Transcript Chapter 12:
Chapter 12:
Sound Localization and the
Auditory Scene
Overview of Questions
• What makes it possible to tell where a sound
is coming from in space?
• When we are listening to a number of musical
instruments playing at the same time, how
can we perceptually separate the sounds
coming from the different instruments?
• Why does music sound better in some
concert halls than in others?
Auditory Localization
• Auditory space - surrounds an observer and
exists wherever there is sound
• Researchers study how sounds are localized
in space by using:
– Azimuth coordinates - position left to right
– Elevation coordinates - position up and
down
– Distance coordinates - position from
observer
Figure 12.1 The three directions used for studying sound localization: azimuth (left-right); elevation (updown); and direction.
Auditory Localization - continued
• On average, people can localize sounds
– Directly in front of them most accurately
– To the sides and behind their heads least
accurately.
• Location cues are not contained in the
receptor cells like on the retina in vision; thus,
location for sounds must be calculated.
Figure 12.3 Comparing location information for vision and hearing. Vision: The bird and the cat are at
different locations and are imaged on different places on the retina. Hearing: The frequencies in the sounds
from the bird and the cat are spread out over the cochlea, with no regard to the locations of the bird and the
cat.
Cues for Sound Location
• Binaural cues - location cues based on the
comparison of the signals received by the left
and right ears
– Interaural time difference (ITD)- difference
between the times sounds reach the two
ears
• When distance to each ear is the same,
there are no differences in time.
• When the source is to the side of the
observer, the times will differ.
Figure 12.4 The principle behind interaural time difference (ITD).
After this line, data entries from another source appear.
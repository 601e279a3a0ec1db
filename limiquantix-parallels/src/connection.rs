//! Connection lifecycle against the vendor SDK.
//!
//! A [`Connection`] initialises the SDK, logs in to the local dispatcher and
//! owns the resulting server handle together with the job timeout. It is
//! passed explicitly to every operation; teardown happens on
//! [`Connection::close`] or when the value is dropped.
//!
//! Every handle acquired through a connection keeps the SDK session alive.
//! The API is deinitialised once the connection and the last such handle are
//! gone, so a record still held by a caller at close time releases its
//! configuration handle against a live SDK.

use std::fmt;
use std::sync::Arc;
use std::time::Duration;

use serde::Deserialize;
use tracing::{debug, info, warn};

use crate::error::{Result, SdkResultExt};
use crate::handle::Handle;
use crate::host::HostInfo;
use crate::job::JobRunner;
use crate::sdk::{ConfigSearch, RawHandle, ResultCode, Sdk, SdkResult};

/// Connection settings.
#[derive(Debug, Clone, Default, PartialEq, Eq, Deserialize)]
#[serde(default)]
pub struct ConnectionConfig {
    /// Job wait timeout in milliseconds; unset waits indefinitely.
    pub job_timeout_ms: Option<u64>,
}

impl ConnectionConfig {
    pub fn job_timeout(&self) -> Option<Duration> {
        self.job_timeout_ms.map(Duration::from_millis)
    }
}

/// Logged-in session with the vendor dispatcher.
pub struct Connection {
    sdk: Arc<dyn Sdk>,
    host: Arc<dyn HostInfo>,
    server: Handle,
    jobs: JobRunner,
    open: bool,
}

impl Connection {
    /// Initialise the SDK, create a server object and log in locally.
    ///
    /// On failure everything acquired so far is released and the SDK is
    /// deinitialised again.
    pub fn open(
        sdk: Arc<dyn Sdk>,
        host: Arc<dyn HostInfo>,
        config: &ConnectionConfig,
    ) -> Result<Self> {
        info!(job_timeout = ?config.job_timeout(), "Connecting to Parallels dispatcher");

        sdk.api_init().or_vendor_err(sdk.as_ref())?;
        let sdk: Arc<dyn Sdk> = Arc::new(Session { inner: sdk });

        let jobs = JobRunner::new(Arc::clone(&sdk), config.job_timeout());

        let login = Handle::acquire(&sdk, sdk.server_create()).and_then(|server| {
            jobs.wait(|s| s.server_login_local(server.raw()))?;
            Ok(server)
        });

        // on failure the session drops here and deinitialises the API
        let server = login?;

        info!(server = %server.raw(), "Connected to Parallels dispatcher");

        Ok(Self {
            sdk,
            host,
            server,
            jobs,
            open: true,
        })
    }

    pub fn sdk(&self) -> &Arc<dyn Sdk> {
        &self.sdk
    }

    pub fn server(&self) -> &Handle {
        &self.server
    }

    pub fn jobs(&self) -> &JobRunner {
        &self.jobs
    }

    pub fn job_timeout(&self) -> Option<Duration> {
        self.jobs.timeout()
    }

    pub fn host_cpu_count(&self) -> Result<usize> {
        self.host.logical_cpu_count()
    }

    /// Log off and release the server handle. The SDK is deinitialised as
    /// soon as no handle acquired through this connection is left.
    pub fn close(mut self) {
        self.shutdown();
    }

    fn shutdown(&mut self) {
        if !self.open {
            return;
        }
        self.open = false;

        let server = self.server.raw();
        if let Err(fault) = self.jobs.wait(|s| s.server_logoff(server)) {
            warn!(error = %fault, "Logoff failed");
        }
        self.server.release();

        info!("Disconnected from Parallels dispatcher");
    }
}

impl Drop for Connection {
    fn drop(&mut self) {
        self.shutdown();
    }
}

impl fmt::Debug for Connection {
    fn fmt(&self, f: &mut fmt::Formatter<'_>) -> fmt::Result {
        f.debug_struct("Connection")
            .field("server", &self.server)
            .field("job_timeout", &self.jobs.timeout())
            .field("open", &self.open)
            .finish()
    }
}

/// Initialised SDK shared by a connection and every handle acquired through
/// it. Dropping the last reference deinitialises the API.
struct Session {
    inner: Arc<dyn Sdk>,
}

impl Drop for Session {
    fn drop(&mut self) {
        self.inner.api_deinit();
        debug!("Parallels SDK deinitialised");
    }
}

macro_rules! forward {
    ($($name:ident($($arg:ident: $ty:ty),*) -> $ret:ty;)*) => {
        $(
            fn $name(&self, $($arg: $ty),*) -> $ret {
                self.inner.$name($($arg),*)
            }
        )*
    };
}

impl Sdk for Session {
    fn api_init(&self) -> SdkResult<()> {
        Ok(())
    }

    // deinit happens when the session drops
    fn api_deinit(&self) {}

    forward! {
        result_description(code: ResultCode, brief: bool) -> String;
        handle_add_ref(handle: RawHandle) -> SdkResult<()>;
        handle_free(handle: RawHandle) -> SdkResult<()>;
        server_create() -> SdkResult<RawHandle>;
        server_login_local(server: RawHandle) -> SdkResult<RawHandle>;
        server_logoff(server: RawHandle) -> SdkResult<RawHandle>;
        server_get_vm_list(server: RawHandle, flags: u32) -> SdkResult<RawHandle>;
        server_get_vm_config(server: RawHandle, id: &str, search: ConfigSearch) -> SdkResult<RawHandle>;
        job_wait(job: RawHandle, timeout: Option<Duration>) -> SdkResult<()>;
        job_ret_code(job: RawHandle) -> SdkResult<ResultCode>;
        job_result(job: RawHandle) -> SdkResult<RawHandle>;
        job_error(job: RawHandle) -> SdkResult<RawHandle>;
        event_err_code(event: RawHandle) -> SdkResult<ResultCode>;
        event_err_string(event: RawHandle, brief: bool) -> SdkResult<String>;
        result_params_count(result: RawHandle) -> SdkResult<u32>;
        result_param_by_index(result: RawHandle, index: u32) -> SdkResult<RawHandle>;
        vm_get_state(vm: RawHandle) -> SdkResult<RawHandle>;
        vm_info_state(info: RawHandle) -> SdkResult<u32>;
        vm_cfg_name(vm: RawHandle) -> SdkResult<String>;
        vm_cfg_uuid(vm: RawHandle) -> SdkResult<String>;
        vm_cfg_ram_size(vm: RawHandle) -> SdkResult<u32>;
        vm_cfg_cpu_count(vm: RawHandle) -> SdkResult<u32>;
        vm_cfg_cpu_mask(vm: RawHandle) -> SdkResult<String>;
        vm_cfg_cpu_mode(vm: RawHandle) -> SdkResult<u32>;
        vm_cfg_vm_type(vm: RawHandle) -> SdkResult<u32>;
        vm_cfg_video_ram_size(vm: RawHandle) -> SdkResult<u32>;
        vm_cfg_hard_disks_count(vm: RawHandle) -> SdkResult<u32>;
        vm_cfg_hard_disk(vm: RawHandle, index: u32) -> SdkResult<RawHandle>;
        vm_cfg_net_adapters_count(vm: RawHandle) -> SdkResult<u32>;
        vm_cfg_net_adapter(vm: RawHandle, index: u32) -> SdkResult<RawHandle>;
        vm_cfg_serial_ports_count(vm: RawHandle) -> SdkResult<u32>;
        vm_cfg_serial_port(vm: RawHandle, index: u32) -> SdkResult<RawHandle>;
        vm_cfg_vnc_mode(vm: RawHandle) -> SdkResult<u32>;
        vm_cfg_vnc_port(vm: RawHandle) -> SdkResult<u32>;
        vm_cfg_vnc_host_name(vm: RawHandle) -> SdkResult<String>;
        vm_cfg_env_id(vm: RawHandle) -> SdkResult<u32>;
        vm_cfg_home_path(vm: RawHandle) -> SdkResult<String>;
        vm_cfg_auto_start(vm: RawHandle) -> SdkResult<u32>;
        dev_emulated_type(dev: RawHandle) -> SdkResult<u32>;
        dev_friendly_name(dev: RawHandle) -> SdkResult<String>;
        dev_iface_type(dev: RawHandle) -> SdkResult<u32>;
        dev_stack_index(dev: RawHandle) -> SdkResult<u32>;
        dev_index(dev: RawHandle) -> SdkResult<u32>;
        dev_is_connected(dev: RawHandle) -> SdkResult<bool>;
        net_host_interface_name(dev: RawHandle) -> SdkResult<String>;
        net_mac_canonical(dev: RawHandle) -> SdkResult<String>;
        net_virtual_network_id(dev: RawHandle) -> SdkResult<String>;
    }
}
The tone directly in front of the listener, at
A, reaches the left and the right ears at the same time. However, when the tone is off to the side, at B, it
reaches the listener’s right before it reaches the left ear.
Binaural Cues
– Interaural level difference (ILD)- difference
in sound pressure level reaching the two
ears
• Reduction in intensity occurs for high
frequency sounds for the far ear.
–The head casts an acoustic shadow.
• This effect doesn’t occur for low
frequency sounds.
Figure 12.5. Why interaural level difference (ILD) occurs for high frequencies but not for low frequencies. (a)
When water ripples are small compared to an object, such as this boat, they are stopped by the object. (b)
The spaces between high-frequency sound waves is small compared to the head. The head interferes with
the sound waves, creating an acoustic shadow on the other side of the head. (c) The same ripples are large
compared to the single cattail, so they are unaffected by it. (d) The spacing between low-frequency sound
waves is large compared to the person’s head, so the sound is unaffected by the head.
Figure 12.6 The three curves indicate interaural level difference (ILD) as a function of frequency for three
different sound source locations. Note that the difference in ILD for different locations is higher at high
frequencies (Adapted from Hartmann, 1999).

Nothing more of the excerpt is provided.